**WORK REQUIRED**: From the first line of the material below to the line containing "pub use metadata::CenterLoadStats;", repeat every line exactly and add nothing.

**DATA EXCERPTS**:
= Beginning of Section =
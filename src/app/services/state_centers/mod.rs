//! Region center table for approximate placement
//!
//! Maps a 2-letter region code to a representative coordinate. Every table
//! carries a `DEFAULT` entry, so a lookup always yields a coordinate even when
//! the resource failed to load.

use crate::app::models::Coordinates;
use crate::constants::{DEFAULT_REGION_KEY, DEFAULT_STATE_CENTER};
use std::collections::HashMap;
use std::path::PathBuf;

pub mod loader;
pub mod metadata;

#[cfg(test)]
pub mod tests;

pub use metadata::CenterLoadStats;

/// Immutable region code → center mapping
#[derive(Debug, Clone)]
pub struct StateCenterTable {
    /// Centers keyed by region code, including `DEFAULT`
    pub(crate) centers: HashMap<String, Coordinates>,

    /// Resource the table was read from, if any
    pub(crate) source: Option<PathBuf>,
}

impl Default for StateCenterTable {
    fn default() -> Self {
        Self::new()
    }
}

impl StateCenterTable {
    /// Create a table holding only the hardcoded `DEFAULT` center
    pub fn new() -> Self {
        let mut table = Self {
            centers: HashMap::new(),
            source: None,
        };
        table.ensure_default();
        table
    }

    /// Build a table from explicit entries, patching in `DEFAULT` if absent
    pub fn from_entries<I, K>(entries: I) -> Self
    where
        I: IntoIterator<Item = (K, Coordinates)>,
        K: Into<String>,
    {
        let mut table = Self {
            centers: entries
                .into_iter()
                .map(|(code, center)| (code.into(), center))
                .collect(),
            source: None,
        };
        table.ensure_default();
        table
    }

    pub(crate) fn ensure_default(&mut self) {
        let usable = self
            .centers
            .get(DEFAULT_REGION_KEY)
            .is_some_and(|center| center.is_finite());
        if !usable {
            self.centers.insert(
                DEFAULT_REGION_KEY.to_string(),
                Coordinates::from(DEFAULT_STATE_CENTER),
            );
        }
    }

    /// Center for a region code
    ///
    /// Exact key match first, then the table's `DEFAULT`, then the continental
    /// US centroid.
    pub fn center_for(&self, region_code: &str) -> Coordinates {
        self.centers
            .get(region_code)
            .or_else(|| self.centers.get(DEFAULT_REGION_KEY))
            .copied()
            .unwrap_or_else(|| Coordinates::from(DEFAULT_STATE_CENTER))
    }

    /// The table's `DEFAULT` center
    pub fn default_center(&self) -> Coordinates {
        self.center_for(DEFAULT_REGION_KEY)
    }

    /// Whether a specific region (not the fallback) is known
    pub fn contains_region(&self, region_code: &str) -> bool {
        region_code != DEFAULT_REGION_KEY && self.centers.contains_key(region_code)
    }

    /// Number of regions, excluding `DEFAULT`
    pub fn region_count(&self) -> usize {
        self.centers
            .keys()
            .filter(|code| code.as_str() != DEFAULT_REGION_KEY)
            .count()
    }

    /// Iterate over region entries (excluding `DEFAULT`), sorted by code
    pub fn regions(&self) -> Vec<(&str, Coordinates)> {
        let mut regions: Vec<_> = self
            .centers
            .iter()
            .filter(|(code, _)| code.as_str() != DEFAULT_REGION_KEY)
            .map(|(code, center)| (code.as_str(), *center))
            .collect();
        regions.sort_by(|a, b| a.0.cmp(b.0));
        regions
    }

    pub fn source(&self) -> Option<&PathBuf> {
        self.source.as_ref()
    }
}
//! Header-tolerant field lookup for raw dataset rows
//!
//! Dataset exports disagree on header spelling (`PT City`, `pt_city`,
//! `City`, ...). The extractor tries each candidate key verbatim, lowercased
//! and snake_cased, then the same forms inside a nested `metadata` object, and
//! finally a normalized scan over the row's own keys. Values are returned as
//! trimmed text; anything absent or blank yields nothing.

use crate::constants::METADATA_KEY;
use regex::Regex;
use serde_json::{Map, Value};
use std::sync::LazyLock;

pub mod synonyms;

#[cfg(test)]
mod tests;

pub use synonyms::LogicalField;

static WHITESPACE_RUN: LazyLock<Regex> =
    LazyLock::new(|| Regex::new(r"\s+").expect("static regex is valid"));

/// Normalize a header to its snake_case form: trim, lowercase, whitespace → `_`
pub fn normalize_key(key: &str) -> String {
    WHITESPACE_RUN
        .replace_all(key.trim(), "_")
        .to_lowercase()
}

/// Text form of a scalar JSON value, if non-blank
///
/// Strings, numbers and booleans count; null, arrays and objects are treated
/// as absent.
pub fn scalar_text(value: &Value) -> Option<String> {
    let text = match value {
        Value::String(s) => s.trim().to_string(),
        Value::Number(n) => n.to_string(),
        Value::Bool(b) => b.to_string(),
        Value::Null | Value::Array(_) | Value::Object(_) => return None,
    };
    (!text.is_empty()).then_some(text)
}

/// Looks up logical fields across header spelling variants
#[derive(Debug, Clone, Copy, Default)]
pub struct FieldExtractor;

impl FieldExtractor {
    pub fn new() -> Self {
        Self
    }

    /// First non-blank value among `keys`, or the empty string
    pub fn get(&self, row: &Value, keys: &[&str]) -> String {
        self.lookup(row, keys).unwrap_or_default()
    }

    /// First non-blank value among `keys`
    pub fn lookup(&self, row: &Value, keys: &[&str]) -> Option<String> {
        let object = row.as_object()?;

        if let Some(found) = lookup_in(object, keys) {
            return Some(found);
        }

        let metadata = object.get(METADATA_KEY).and_then(Value::as_object);
        if let Some(found) = metadata.and_then(|meta| lookup_in(meta, keys)) {
            return Some(found);
        }

        scan_normalized(object, keys).or_else(|| metadata.and_then(|meta| scan_normalized(meta, keys)))
    }

    /// Value of a declared logical field, or the empty string
    pub fn field(&self, row: &Value, field: LogicalField) -> String {
        self.get(row, field.synonyms())
    }

    /// Value of a declared logical field
    pub fn lookup_field(&self, row: &Value, field: LogicalField) -> Option<String> {
        self.lookup(row, field.synonyms())
    }
}

/// Verbatim, lowercased, then snake_cased forms of each key in order
fn lookup_in(object: &Map<String, Value>, keys: &[&str]) -> Option<String> {
    keys.iter().find_map(|key| {
        let lower = key.to_lowercase();
        let snake = normalize_key(key);
        [key.to_string(), lower, snake]
            .iter()
            .find_map(|candidate| object.get(candidate.as_str()).and_then(scalar_text))
    })
}

/// Match row keys and candidates after normalizing both sides
///
/// Each header is normalized once per scan; candidates keep priority order.
fn scan_normalized(object: &Map<String, Value>, keys: &[&str]) -> Option<String> {
    let headers: Vec<(String, &Value)> = object
        .iter()
        .map(|(header, value)| (normalize_key(header), value))
        .collect();

    keys.iter().find_map(|key| {
        let wanted = normalize_key(key);
        headers
            .iter()
            .filter(|(header, _)| *header == wanted)
            .find_map(|(_, value)| scalar_text(value))
    })
}
//! Node naming convention for registered endpoints.
//!
//! Endpoints live at `<base_path>/<service node>/<endpoint node>`. The
//! service node is derived from the contract identity and the endpoint node
//! from the session id, so discovery consumers can compute the same paths
//! independently and every endpoint disappears with its session.

use registry_config::validate_base_path;

use crate::adapter::SessionId;
use crate::error::{RegistryError, RegistryResult};

/// Map a contract identity to a path-safe token.
///
/// ASCII alphanumerics and `-`, `_`, `.` are kept; anything else (including
/// `/`) becomes `_`. A result made only of dots is prefixed with `_` since
/// `.` and `..` are not valid node names.
pub fn service_node_name(contract_identity: &str) -> RegistryResult<String> {
    let trimmed = contract_identity.trim();
    if trimmed.is_empty() {
        return Err(RegistryError::InvalidInput(
            "contract identity is empty".into(),
        ));
    }
    let mut name: String = trimmed
        .chars()
        .map(|c| {
            if c.is_ascii_alphanumeric() || matches!(c, '-' | '_' | '.') {
                c
            } else {
                '_'
            }
        })
        .collect();
    if name.chars().all(|c| c == '.') {
        name.insert(0, '_');
    }
    Ok(name)
}

/// Endpoint node name for a session: the session id itself.
pub fn endpoint_node_name(session: &SessionId) -> String {
    session.as_str().to_owned()
}

/// Pure path builder rooted at a validated base path.
#[derive(Debug, Clone, PartialEq, Eq)]
pub struct NodeNaming {
    base_path: String,
}

impl NodeNaming {
    /// Returns an error if `base_path` is relative, ends with `/`, or has
    /// empty segments.
    pub fn new(base_path: impl Into<String>) -> RegistryResult<Self> {
        let base_path = base_path.into();
        validate_base_path(&base_path).map_err(|e| RegistryError::Config(e.to_string()))?;
        Ok(Self { base_path })
    }

    pub fn base_path(&self) -> &str {
        &self.base_path
    }

    /// `<base_path>/<service_node_name>`
    pub fn service_path(&self, service_node_name: &str) -> String {
        if self.base_path == "/" {
            format!("/{service_node_name}")
        } else {
            format!("{}/{service_node_name}", self.base_path)
        }
    }

    /// `<base_path>/<service_node_name>/<endpoint_node_name>`
    pub fn endpoint_path(&self, service_node_name: &str, endpoint_node_name: &str) -> String {
        format!(
            "{}/{endpoint_node_name}",
            self.service_path(service_node_name)
        )
    }

    /// Full endpoint path for a contract registered by `session`.
    pub fn path_for(&self, contract_identity: &str, session: &SessionId) -> RegistryResult<String> {
        Ok(self.endpoint_path(
            &service_node_name(contract_identity)?,
            &endpoint_node_name(session),
        ))
    }
}
//! # service-registry
//!
//! Publishes the endpoints of a running process as ephemeral nodes in a
//! session-based coordination store, so that consumers can discover them
//! and the store removes them automatically when the process goes away.
//!
//! This library provides:
//! - **Connection manager** that owns the session, reconnects with backoff
//!   after expiry, and exposes the connection state as a watch channel.
//! - **Registration engine** that, on every new session, reconciles the
//!   desired endpoints against the store under
//!   `<base_path>/<service>/<session>`.
//! - **Retry executor** that classifies failures and bounds attempts.
//! - **Adapter trait** over the store, with an in-memory implementation.
//!
//! ## Layout
//!
//! ```text
//! /services                 persistent
//!   /OrderApi               persistent, one per contract
//!     /s-1001               ephemeral, owned by session s-1001
//! ```

pub mod adapter;
pub mod client;
pub mod error;
pub mod memory;
pub mod metrics;
pub mod models;
pub mod naming;
pub mod register;
pub mod registry;
pub mod retry;

// Re-export key types for convenient access
pub use adapter::{CoordinationAdapter, CreateMode, CreateOutcome, Session, SessionEvent, SessionId};
pub use client::{
    ConnectedHandler, ConnectionManager, ConnectionSettings, ConnectionState, ConnectionStatus,
};
pub use error::{RecordFailure, RegistryError, RegistryResult};
pub use memory::MemoryCoordinator;
pub use models::{EndpointDescriptor, JsonSerializer, RecordSerializer, RegistrationRecord};
pub use naming::NodeNaming;
pub use register::{EndpointProvider, PassOutcome, PassStatus, ReconcileReport, ServiceRegister};
pub use registry::ServiceRegistry;
pub use retry::{Backoff, RetryPolicy};
//! Global tracing subscriber for processes hosting a registry.
use std::{env, fmt, str::FromStr};

use anyhow::{Result, bail};
use tracing_subscriber::{
    EnvFilter, Layer, Registry, fmt as tfmt, layer::SubscriberExt, util::SubscriberInitExt,
};

/// env var selecting the log format
pub const LOG_FORMAT_VAR: &str = "LOG_FORMAT";

/// Output format for log lines.
#[derive(Debug, Clone, Copy, PartialEq, Eq, Default)]
pub enum LogFormat {
    /// single-line, human readable
    #[default]
    Standard,
    Json,
    /// multi-line, human readable
    Pretty,
}

impl FromStr for LogFormat {
    type Err = anyhow::Error;

    fn from_str(s: &str) -> Result<Self> {
        Ok(match s.trim().to_ascii_lowercase().as_str() {
            "" | "standard" => LogFormat::Standard,
            "json" => LogFormat::Json,
            "pretty" => LogFormat::Pretty,
            other => bail!("unknown log format {other:?}, expected standard, json or pretty"),
        })
    }
}

impl fmt::Display for LogFormat {
    fn fmt(&self, f: &mut fmt::Formatter<'_>) -> fmt::Result {
        match self {
            LogFormat::Standard => write!(f, "standard"),
            LogFormat::Json => write!(f, "json"),
            LogFormat::Pretty => write!(f, "pretty"),
        }
    }
}

impl LogFormat {
    /// Read [`LOG_FORMAT_VAR`], defaulting to `standard` when unset.
    pub fn from_env() -> Result<Self> {
        env::var(LOG_FORMAT_VAR).map_or(Ok(LogFormat::Standard), |v| v.parse())
    }

    fn layer(self) -> Box<dyn Layer<Registry> + Send + Sync> {
        match self {
            LogFormat::Standard => tfmt::layer().boxed(),
            LogFormat::Json => tfmt::layer().json().boxed(),
            LogFormat::Pretty => tfmt::layer().pretty().boxed(),
        }
    }
}

/// Install the global subscriber with `directives` (`RUST_LOG` syntax) and
/// the format named by [`LOG_FORMAT_VAR`].
///
/// Returns `false` if another global subscriber was already installed, in
/// which case that one stays in place.
pub fn init(directives: &str) -> Result<bool> {
    init_with(directives, LogFormat::from_env()?)
}

/// Like [`init`] with an explicit format.
pub fn init_with(directives: &str, format: LogFormat) -> Result<bool> {
    let filter = EnvFilter::try_new(directives)?;
    let installed = tracing_subscriber::registry()
        .with(format.layer().with_filter(filter))
        .try_init()
        .is_ok();
    if installed {
        tracing::debug!(%format, directives, "tracing initialized");
    }
    Ok(installed)
}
= End of Section =
**SOLVED EXERCISE**:
filename src/app/services/state_centers/mod.rs
//! Region center table for approximate placement
//!
//! Maps a 2-letter region code to a representative coordinate. Every table
//! carries a `DEFAULT` entry, so a lookup always yields a coordinate even when
//! the resource failed to load.

use crate::app::models::Coordinates;
use crate::constants::{DEFAULT_REGION_KEY, DEFAULT_STATE_CENTER};
use std::collections::HashMap;
use std::path::PathBuf;

pub mod loader;
pub mod metadata;

#[cfg(test)]
pub mod tests;

pub use metadata::CenterLoadStats;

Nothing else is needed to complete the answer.